In a personal bankruptcy, debtors typically seek Chapter 7 or Chapter 13 bankruptcy protection. Major and fundamental differences exist between the two, and not every consumer qualifies for each. If you meet the requirements for both, your choice usually depends on your unique personal concerns.
Chapter 7 is a liquidation bankruptcy. The trustee sells your assets to raise cash, and uses it to pay off your debts. You can protect some of your property with exemptions – dollar amounts of equity or value that are not subject to liquidation. If there's no unprotected value, the trustee will typically abandon your property – he won't sell it. Your unpaid debts are discharged at the end of the Chapter 7 process, so you no longer owe them. You must qualify for Chapter 7 protection by passing a means test that proves you don't have enough income to pay your reasonable monthly expenses and your creditors as well.
Chapter 13 is a reorganization plan.
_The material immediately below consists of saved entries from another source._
use anyhow::Context;
use clap::ArgMatches;
use colored::Colorize;
use indicatif::{ProgressBar, ProgressStyle};
use pocscan_core::report::{format_match_line, generate_scan_report};
use pocscan_core::{ExtractionRules, ScanEvent, ScanEventCallback, ScanOptions, execute_scan};
use pocscan_scanner::{Backend, BrowserOptions};
use regex::Regex;
use std::io::{self, BufRead, Write};
use std::path::Path;
use std::sync::{Arc, LazyLock};
use std::time::Duration;
use tracing::info;
use tracing_subscriber::EnvFilter;

static RELEASE_URL_PATTERN: LazyLock<Regex> = LazyLock::new(|| {
    Regex::new(r"^(https?://)?[a-zA-Z0-9.-]+\.[a-zA-Z]{2,6}(/[^\s]*)?$")
        .expect("release URL pattern is valid")
});

const URL_FORMAT_HINT: &str = "https://msrc.microsoft.com/update-guide/releaseNote/YYYY-MMM";

// Helper functions for the scan handler

/// Check a user-supplied release URL against the accepted shape
pub fn is_valid_release_url(url: &str) -> bool {
    RELEASE_URL_PATTERN.is_match(url)
}

/// Add https:// when the URL was given without a scheme
pub fn normalize_release_url(url: &str) -> String {
    if url.starts_with("http://") || url.starts_with("https://") {
        url.to_string()
    } else {
        format!("https://{}", url)
    }
}

/// Value parser for the URL argument
pub fn parse_release_url(value: &str) -> Result<String, String> {
    let value = value.trim();
    if is_valid_release_url(value) {
        Ok(normalize_release_url(value))
    } else {
        Err(format!("expected a URL on the format {}", URL_FORMAT_HINT))
    }
}

/// Ask for the release URL until a valid one is entered
pub fn prompt_for_release_url<R: BufRead, W: Write>(input: &mut R, output: &mut W) -> io::Result<String> {
    loop {
        write!(
            output,
            "Enter the monthly URL on the format {} : ",
            URL_FORMAT_HINT
        )?;
        output.flush()?;

        let mut line = String::new();
        if input.read_line(&mut line)? == 0 {
            return Err(io::Error::new(
                io::ErrorKind::UnexpectedEof,
                "no release URL entered",
            ));
        }

        match parse_release_url(&line) {
            Ok(url) => return Ok(url),
            Err(_) => writeln!(
                output,
                "Invalid URL. Please enter a valid URL on the format {}.",
                URL_FORMAT_HINT
            )?,
        }
    }
}

/// Load extraction rules from a JSON file, or the built-in defaults
pub fn load_rules(path: Option<&String>) -> anyhow::Result<ExtractionRules> {
    match path {
        Some(path) => {
            let expanded = shellexpand::tilde(path);
            ExtractionRules::from_file(Path::new(expanded.as_ref()))
                .with_context(|| format!("Failed to load rules from {}", path))
        }
        None => Ok(ExtractionRules::default()),
    }
}

/// Log filter for the number of -v flags; RUST_LOG wins when set
pub fn log_filter(verbosity: u8) -> EnvFilter {
    EnvFilter::try_from_default_env().unwrap_or_else(|_| {
        EnvFilter::new(match verbosity {
            0 => "off",
            1 => "info",
            _ => "debug",
        })
    })
}

/// Block until the user presses Enter
pub fn wait_for_acknowledgement<R: BufRead, W: Write>(input: &mut R, output: &mut W) -> io::Result<()> {
    write!(output, "Press Enter to exit...")?;
    output.flush()?;
    let mut line = String::new();
    input.read_line(&mut line)?;
    Ok(())
}

fn progress_bar(quiet: bool) -> ProgressBar {
    if quiet {
        return ProgressBar::hidden();
    }

    let pb = ProgressBar::new_spinner();
    pb.set_style(
        ProgressStyle::default_spinner()
            .template("{spinner:.cyan} [{pos}/{len}] {msg}")
            .unwrap_or_else(|_| ProgressStyle::default_spinner()),
    );
    pb.enable_steady_tick(Duration::from_millis(100));
    pb.set_message("Loading release listing...");
    pb
}

fn event_printer(pb: ProgressBar, quiet: bool) -> ScanEventCallback {
    Arc::new(move |event: ScanEvent| match event {
        ScanEvent::LinksHarvested(count) => {
            pb.set_length(count as u64);
            if !quiet {
                pb.suspend(|| println!("[INFO] Found {} CVE links.", count));
            }
        }
        ScanEvent::Checking { index, link, .. } => {
            pb.set_position(index.saturating_sub(1) as u64);
            pb.set_message(link.record_id().unwrap_or(link.as_str()).to_string());
            if !quiet {
                pb.suspend(|| println!("[INFO] Checking: {}", link));
            }
        }
        ScanEvent::Matched(result) => {
            pb.suspend(|| println!("{}", format_match_line(&result)));
        }
        ScanEvent::RecordFailed(failure) => {
            pb.suspend(|| {
                eprintln!(
                    "{}",
                    format!("[ERROR] {} - Exception occurred: {}", failure.link, failure.error)
                        .yellow()
                )
            });
        }
    })
}

pub async fn handle_scan(args: &ArgMatches) {
    let quiet = args.get_flag("quiet");

    tracing_subscriber::fmt()
        .with_env_filter(log_filter(args.get_count("verbose")))
        .with_writer(io::stderr)
        .init();

    if args.get_flag("no-color") {
        colored::control::set_override(false);
    }

    let listing_url = match args.get_one::<String>("URL") {
        Some(url) => url.clone(),
        None => {
            let stdin = io::stdin();
            match prompt_for_release_url(&mut stdin.lock(), &mut io::stdout()) {
                Ok(url) => url,
                Err(e) => {
                    eprintln!("{} {}", "✗".red().bold(), e);
                    std::process::exit(1);
                }
            }
        }
    };
    if !quiet {
        println!("[INFO] Using URL: {}", listing_url);
    }

    let rules = match load_rules(args.get_one::<String>("rules")) {
        Ok(rules) => rules,
        Err(e) => {
            eprintln!("{} {:#}", "✗".red().bold(), e);
            std::process::exit(1);
        }
    };

    let backend = args
        .get_one::<String>("backend")
        .and_then(|b| Backend::from_str(b))
        .unwrap_or(Backend::Chrome);

    let browser = BrowserOptions {
        backend,
        headless: !args.get_flag("headful"),
        chrome_executable: args.get_one::<std::path::PathBuf>("chrome").cloned(),
        ..BrowserOptions::default()
    };

    let mut options = ScanOptions::new(listing_url);
    options.page_timeout = Duration::from_secs(*args.get_one::<u64>("timeout").unwrap_or(&15));
    options.settle_delay = Duration::from_millis(*args.get_one::<u64>("settle").unwrap_or(&2000));
    options.rules = rules;
    info!(
        "Scanning {} with the {:?} backend, {}s page timeout",
        options.listing_url,
        browser.backend,
        options.page_timeout.as_secs()
    );

    let pb = progress_bar(quiet);
    let report = match execute_scan(&options, &browser, Some(event_printer(pb.clone(), quiet))).await {
        Ok(report) => report,
        Err(e) => {
            pb.finish_and_clear();
            eprintln!("{} Scan failed: {}", "✗".red().bold(), e);
            std::process::exit(1);
        }
    };
    pb.finish_and_clear();

    println!();
    print!("{}", generate_scan_report(&report));

    if !args.get_flag("no-wait") {
        let stdin = io::stdin();
        if let Err(e) = wait_for_acknowledgement(&mut stdin.lock(), &mut io::stdout()) {
            eprintln!("{} {}", "✗".red().bold(), e);
        }
    }
}
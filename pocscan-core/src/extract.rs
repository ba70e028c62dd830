use crate::model::RecordLink;
use crate::rules::{ExtractionRules, FieldRule};
use pocscan_scanner::BrowserSession;
use pocscan_scanner::error::Result;
use tracing::debug;

/// Maturity values treated as proof-of-concept code for alerting.
const FUNCTIONAL: &str = "Functional";
const PROOF_OF_CONCEPT: &str = "Proof-of-Concept";

/// Collect every record link on the loaded listing page, in document order.
///
/// Hrefs are returned verbatim; nothing is resolved or deduplicated.
pub async fn harvest_links(
    session: &mut dyn BrowserSession,
    rules: &ExtractionRules,
) -> Result<Vec<RecordLink>> {
    let anchors = session.find_elements(&rules.record_links).await?;

    Ok(anchors
        .iter()
        .filter_map(|anchor| anchor.attribute("href"))
        .map(RecordLink::new)
        .collect())
}

/// Read one field off the loaded page. Missing fields are `None`.
pub async fn read_field(session: &mut dyn BrowserSession, rule: &FieldRule) -> Result<Option<String>> {
    match rule {
        FieldRule::LabelAdjacent { cells, label } => {
            let cells = session.find_elements(cells).await?;
            let value = cells
                .iter()
                .position(|cell| cell.text().contains(label.as_str()))
                .and_then(|idx| cells.get(idx + 1))
                .map(|cell| cell.text().trim().to_string());

            if value.is_none() {
                debug!("No value found next to label '{}'", label);
            }
            Ok(value)
        }
        FieldRule::FixedPath { selector } => Ok(session
            .find_element(selector)
            .await?
            .map(|element| element.text().trim().to_string())),
    }
}

/// Functional exploit code counts as proof-of-concept; every other value
/// passes through untouched.
pub fn normalize_maturity(raw: &str) -> &str {
    if raw == FUNCTIONAL { PROOF_OF_CONCEPT } else { raw }
}

pub async fn extract_maturity(
    session: &mut dyn BrowserSession,
    rule: &FieldRule,
) -> Result<Option<String>> {
    Ok(read_field(session, rule)
        .await?
        .map(|raw| normalize_maturity(&raw).to_string()))
}

/// Whether the exploitability section marks the record as exploited. An
/// absent section reads as `false`.
pub async fn check_weaponized(session: &mut dyn BrowserSession, rule: &FieldRule) -> Result<bool> {
    Ok(read_field(session, rule)
        .await?
        .is_some_and(|value| value.eq_ignore_ascii_case("yes")))
}
// Where each logical field lives on the vendor's pages

use pocscan_scanner::error::{Result, ScanError};
use serde::{Deserialize, Serialize};
use std::fs;
use std::path::Path;

pub const DEFAULT_RECORD_LINKS: &str = "a[href*='/vulnerability/CVE-']";
pub const DEFAULT_DETAIL_READY: &str = "body";
pub const DEFAULT_GRID_CELLS: &str = "div[role='gridcell']";
pub const MATURITY_LABEL: &str = "Exploit Code Maturity";
pub const DEFAULT_WEAPONIZED_PATH: &str =
    "#exploitability > div > div:nth-of-type(2) > div > dl > dd:nth-of-type(2)";

/// Strategy for reading one field off a loaded page.
#[derive(Debug, Clone, PartialEq, Eq, Serialize, Deserialize)]
#[serde(tag = "strategy", rename_all = "snake_case")]
pub enum FieldRule {
    /// Scan `cells` in order; the value is the cell right after the first one
    /// whose text contains `label`.
    LabelAdjacent { cells: String, label: String },
    /// The value is the text of the first element matching `selector`.
    FixedPath { selector: String },
}

#[derive(Debug, Clone, PartialEq, Eq, Serialize, Deserialize)]
#[serde(default)]
pub struct ExtractionRules {
    /// Anchors on the listing page that point at detail records.
    pub record_links: String,
    /// Present once the listing has rendered its record links.
    pub listing_ready: String,
    /// Present once a detail page has rendered.
    pub detail_ready: String,
    pub maturity: FieldRule,
    pub weaponized: FieldRule,
}

impl Default for ExtractionRules {
    fn default() -> Self {
        Self {
            record_links: DEFAULT_RECORD_LINKS.to_string(),
            listing_ready: DEFAULT_RECORD_LINKS.to_string(),
            detail_ready: DEFAULT_DETAIL_READY.to_string(),
            maturity: FieldRule::LabelAdjacent {
                cells: DEFAULT_GRID_CELLS.to_string(),
                label: MATURITY_LABEL.to_string(),
            },
            weaponized: FieldRule::FixedPath {
                selector: DEFAULT_WEAPONIZED_PATH.to_string(),
            },
        }
    }
}

impl ExtractionRules {
    /// Parse rules from JSON. Keys left out keep their defaults.
    pub fn from_json(json: &str) -> Result<Self> {
        serde_json::from_str(json).map_err(|e| ScanError::Config(format!("invalid rules: {}", e)))
    }

    pub fn from_file(path: &Path) -> Result<Self> {
        let content = fs::read_to_string(path)?;
        Self::from_json(&content).map_err(|e| match e {
            ScanError::Config(msg) => ScanError::Config(format!("{}: {}", path.display(), msg)),
            other => other,
        })
    }
}
//! Registry of attached event handlers.
//!
//! A list reacts to an event only while a binding for its source is
//! attached. Rendering rewires the page-control bindings; `destroy()`
//! detaches everything exactly once, after which no event fires a handler.

use crate::paginator::PageControlKind;

/// Something that can trigger a list operation.
#[derive(Debug, Clone, Copy, PartialEq, Eq, Hash)]
pub enum EventSource {
    /// Live search field; changes are debounced.
    SearchInput,
    /// Search button; triggers an immediate search.
    SearchAction,
    /// One control of the pagination strip.
    PageControl(PageControlKind),
}

impl EventSource {
    /// Returns true for pagination controls.
    pub fn is_page_control(&self) -> bool {
        matches!(self, EventSource::PageControl(_))
    }
}

/// The set of attached event sources of one list instance.
#[derive(Debug, Clone, Default)]
pub struct Bindings {
    attached: Vec<EventSource>,
}

impl Bindings {
    /// Creates an empty registry.
    pub fn new() -> Self {
        Self::default()
    }

    /// Attaches a handler for `source`. Attaching twice is a no-op.
    pub fn attach(&mut self, source: EventSource) {
        if !self.is_attached(source) {
            self.attached.push(source);
        }
    }

    /// Detaches the handler for `source`. Returns whether one was attached.
    pub fn detach(&mut self, source: EventSource) -> bool {
        let before = self.attached.len();
        self.attached.retain(|s| *s != source);
        before != self.attached.len()
    }

    /// Detaches every pagination-control handler. Returns how many were removed.
    pub fn detach_page_controls(&mut self) -> usize {
        let before = self.attached.len();
        self.attached.retain(|s| !s.is_page_control());
        before - self.attached.len()
    }

    /// Detaches everything. Returns how many handlers were removed.
    pub fn detach_all(&mut self) -> usize {
        let removed = self.attached.len();
        self.attached.clear();
        removed
    }

    /// Returns true when a handler for `source` is attached.
    pub fn is_attached(&self, source: EventSource) -> bool {
        self.attached.contains(&source)
    }

    /// Iterates over attached sources in attachment order.
    pub fn iter(&self) -> impl Iterator<Item = &EventSource> {
        self.attached.iter()
    }

    /// Number of attached handlers.
    pub fn len(&self) -> usize {
        self.attached.len()
    }

    /// Returns true when nothing is attached.
    pub fn is_empty(&self) -> bool {
        self.attached.is_empty()
    }
}
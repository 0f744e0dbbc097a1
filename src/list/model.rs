//! The list instance and its builder.

use super::types::{ItemTemplate, Lifecycle, Messages, Overlay};
use crate::bindings::{Bindings, EventSource};
use crate::config::{
    normalize_pagination, normalize_search, ListConfig, PaginationOption, PaginationSettings,
    SearchOption, SearchSettings,
};
use crate::debounce::Debouncer;
use crate::error::ConfigError;
use crate::loader::{default_fetcher, DataSource, Fetch};
use crate::paginator;
use crate::record::Record;
use crate::surface::Surface;
use std::sync::atomic::{AtomicI64, Ordering};
use std::sync::Arc;

static LAST_ID: AtomicI64 = AtomicI64::new(0);

fn next_id() -> i64 {
    LAST_ID.fetch_add(1, Ordering::Relaxed) + 1
}

/// One list instance: dataset, filtered view, page state and the surface it
/// renders into.
///
/// Build one with [`Model::builder`]:
///
/// ```
/// use datalist_widgets::config::{PaginationConfig, PaginationOption};
/// use datalist_widgets::list::Model;
/// use datalist_widgets::surface::{MemorySurface, Region};
/// use datalist_widgets::{DataSource, Record};
///
/// let records: Vec<Record> = (1..=25)
///     .map(|n| Record::new().with("name", format!("Item {}", n)))
///     .collect();
///
/// let mut list = Model::builder()
///     .container(MemorySurface::new())
///     .data(DataSource::records(records))
///     .item_template(|r: &Record| format!("<li>{}</li>", r.text("name").unwrap_or_default()))
///     .pagination(PaginationOption::Custom(PaginationConfig {
///         enabled: None,
///         items_per_page: Some(10),
///     }))
///     .build()
///     .unwrap();
///
/// futures::executor::block_on(list.load()).unwrap();
/// assert_eq!(list.surface().fragments(Region::Items).len(), 10);
///
/// list.go_to_page(3);
/// assert_eq!(list.current_page_slice().len(), 5);
/// ```
pub struct Model<S: Surface> {
    pub(super) id: i64,
    pub(super) key: Option<String>,
    pub(super) surface: S,
    pub(super) template: Box<dyn ItemTemplate>,
    pub(super) source: DataSource,
    pub(super) fetcher: Arc<dyn Fetch>,
    pub(super) dataset: Vec<Record>,
    pub(super) filtered: Vec<Record>,
    pub(super) paginator: paginator::Model,
    pub(super) search: SearchSettings,
    pub(super) pagination: PaginationSettings,
    pub(super) query: String,
    pub(super) debouncer: Debouncer,
    pub(super) bindings: Bindings,
    pub(super) messages: Messages,
    pub(super) overlay: Option<Overlay>,
    pub(super) lifecycle: Lifecycle,
    pub(super) load_tag: u64,
}

impl<S: Surface> std::fmt::Debug for Model<S> {
    fn fmt(&self, f: &mut std::fmt::Formatter<'_>) -> std::fmt::Result {
        f.debug_struct("Model")
            .field("id", &self.id)
            .field("key", &self.key)
            .field("lifecycle", &self.lifecycle)
            .field("records", &self.dataset.len())
            .field("filtered", &self.filtered.len())
            .field("page", &self.paginator.page)
            .field("query", &self.query)
            .finish_non_exhaustive()
    }
}

impl<S: Surface> Model<S> {
    /// Starts building a list.
    pub fn builder() -> Builder<S> {
        Builder::new()
    }

    /// Process-unique id; messages carry it to address this instance.
    pub fn id(&self) -> i64 {
        self.id
    }

    /// Registry key, if the list has one.
    pub fn key(&self) -> Option<&str> {
        self.key.as_deref()
    }

    /// The surface the list renders into.
    pub fn surface(&self) -> &S {
        &self.surface
    }

    /// The loaded records, in source order.
    pub fn dataset(&self) -> &[Record] {
        &self.dataset
    }

    /// Records matching the active query, in source order.
    pub fn filtered(&self) -> &[Record] {
        &self.filtered
    }

    /// The active query; empty when unfiltered.
    pub fn query(&self) -> &str {
        &self.query
    }

    /// The current page, 1-based.
    pub fn page(&self) -> usize {
        self.paginator.page
    }

    /// Total pages of the filtered view, at least 1.
    pub fn total_pages(&self) -> usize {
        self.paginator.total_pages
    }

    /// Normalized search settings.
    pub fn search_settings(&self) -> &SearchSettings {
        &self.search
    }

    /// Normalized pagination settings.
    pub fn pagination_settings(&self) -> PaginationSettings {
        self.pagination
    }

    /// Attached event handlers.
    pub fn bindings(&self) -> &Bindings {
        &self.bindings
    }

    /// Where the instance is in its life.
    pub fn lifecycle(&self) -> Lifecycle {
        self.lifecycle
    }

    /// Returns true once [`destroy`](Model::destroy) has run.
    pub fn is_destroyed(&self) -> bool {
        self.lifecycle == Lifecycle::Destroyed
    }

    /// The data source this list loads from.
    pub fn source(&self) -> &DataSource {
        &self.source
    }

    /// The query waiting for its debounce window, if any.
    pub fn pending_query(&self) -> Option<&str> {
        self.debouncer.pending()
    }
}

/// Builder for [`Model`].
///
/// `container`, `data` and `item_template` are required; the rest default to
/// search and pagination disabled, the default fetcher and default messages.
pub struct Builder<S: Surface> {
    container: Option<S>,
    data: Option<DataSource>,
    template: Option<Box<dyn ItemTemplate>>,
    search: Option<SearchOption>,
    pagination: Option<PaginationOption>,
    fetcher: Option<Arc<dyn Fetch>>,
    messages: Messages,
    key: Option<String>,
    search_input: bool,
    search_action: bool,
}

impl<S: Surface> Default for Builder<S> {
    fn default() -> Self {
        Self {
            container: None,
            data: None,
            template: None,
            search: None,
            pagination: None,
            fetcher: None,
            messages: Messages::default(),
            key: None,
            search_input: false,
            search_action: false,
        }
    }
}

impl<S: Surface> Builder<S> {
    /// Creates an empty builder.
    pub fn new() -> Self {
        Self::default()
    }

    /// Sets the surface to render into.
    pub fn container(mut self, surface: S) -> Self {
        self.container = Some(surface);
        self
    }

    /// Sets the data source.
    pub fn data(mut self, source: impl Into<DataSource>) -> Self {
        self.data = Some(source.into());
        self
    }

    /// Sets the item template.
    pub fn item_template(mut self, template: impl ItemTemplate + 'static) -> Self {
        self.template = Some(Box::new(template));
        self
    }

    /// Sets the search option.
    pub fn search(mut self, option: SearchOption) -> Self {
        self.search = Some(option);
        self
    }

    /// Sets the pagination option.
    pub fn pagination(mut self, option: PaginationOption) -> Self {
        self.pagination = Some(option);
        self
    }

    /// Applies a deserialized configuration: data, search and pagination.
    pub fn config(mut self, config: ListConfig) -> Self {
        self.data = Some(config.data);
        self.search = config.search;
        self.pagination = config.pagination;
        self
    }

    /// Sets the fetch capability used for remote sources.
    pub fn fetcher(mut self, fetcher: Arc<dyn Fetch>) -> Self {
        self.fetcher = Some(fetcher);
        self
    }

    /// Sets the user-facing strings.
    pub fn messages(mut self, messages: Messages) -> Self {
        self.messages = messages;
        self
    }

    /// Sets the registry key.
    pub fn key(mut self, key: &str) -> Self {
        self.key = Some(key.to_string());
        self
    }

    /// Attaches a live (debounced) search field. Ignored when search is disabled.
    pub fn with_search_input(mut self) -> Self {
        self.search_input = true;
        self
    }

    /// Attaches an immediate search action. Ignored when search is disabled.
    pub fn with_search_action(mut self) -> Self {
        self.search_action = true;
        self
    }

    /// Validates the options and creates the instance.
    ///
    /// Nothing is loaded or rendered yet; call [`Model::load`] or
    /// [`Model::load_cmd`].
    pub fn build(self) -> Result<Model<S>, ConfigError> {
        let surface = self.container.ok_or(ConfigError::MissingContainer)?;
        let source = self.data.ok_or(ConfigError::MissingData)?;
        let template = self.template.ok_or(ConfigError::MissingItemTemplate)?;

        let search = normalize_search(self.search.as_ref());
        let pagination = normalize_pagination(self.pagination.as_ref());

        let id = next_id();
        let mut bindings = Bindings::new();
        if search.enabled {
            if self.search_input {
                bindings.attach(EventSource::SearchInput);
            }
            if self.search_action {
                bindings.attach(EventSource::SearchAction);
            }
        }

        Ok(Model {
            id,
            key: self.key,
            surface,
            template,
            source,
            fetcher: self.fetcher.unwrap_or_else(default_fetcher),
            dataset: Vec::new(),
            filtered: Vec::new(),
            paginator: paginator::Model::new().with_per_page(pagination.items_per_page),
            debouncer: Debouncer::new(id, search.debounce()),
            search,
            pagination,
            query: String::new(),
            bindings,
            messages: self.messages,
            overlay: None,
            lifecycle: Lifecycle::Idle,
            load_tag: 0,
        })
    }
}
You don't have to worry about the trustee liquidating your property, but you must enter into a court-supervised repayment plan, giving the trustee all your extra income each month after you pay your regular bills. The trustee then pays your creditors at least a portion of what you owe. After three to five years, the balances are discharged. You must qualify for Chapter 13 by proving that you have enough income left over each month with which to fund a repayment plan.